+++ Material supplied

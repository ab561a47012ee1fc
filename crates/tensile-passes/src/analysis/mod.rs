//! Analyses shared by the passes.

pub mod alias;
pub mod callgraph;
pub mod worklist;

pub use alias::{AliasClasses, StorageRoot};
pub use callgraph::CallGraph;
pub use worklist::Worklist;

++++++

◆ Required work
Once you find the line containing "filename crates/tensile-passes/src/analysis/mod.rs", copy it and every line after it through the end of the records, exactly as they stand.

◆ Result
filename crates/tensile-passes/src/analysis/mod.rs
//! Analyses shared by the passes.

pub mod alias;
pub mod callgraph;
pub mod worklist;

pub use alias::{AliasClasses, StorageRoot};
pub use callgraph::CallGraph;
pub use worklist::Worklist;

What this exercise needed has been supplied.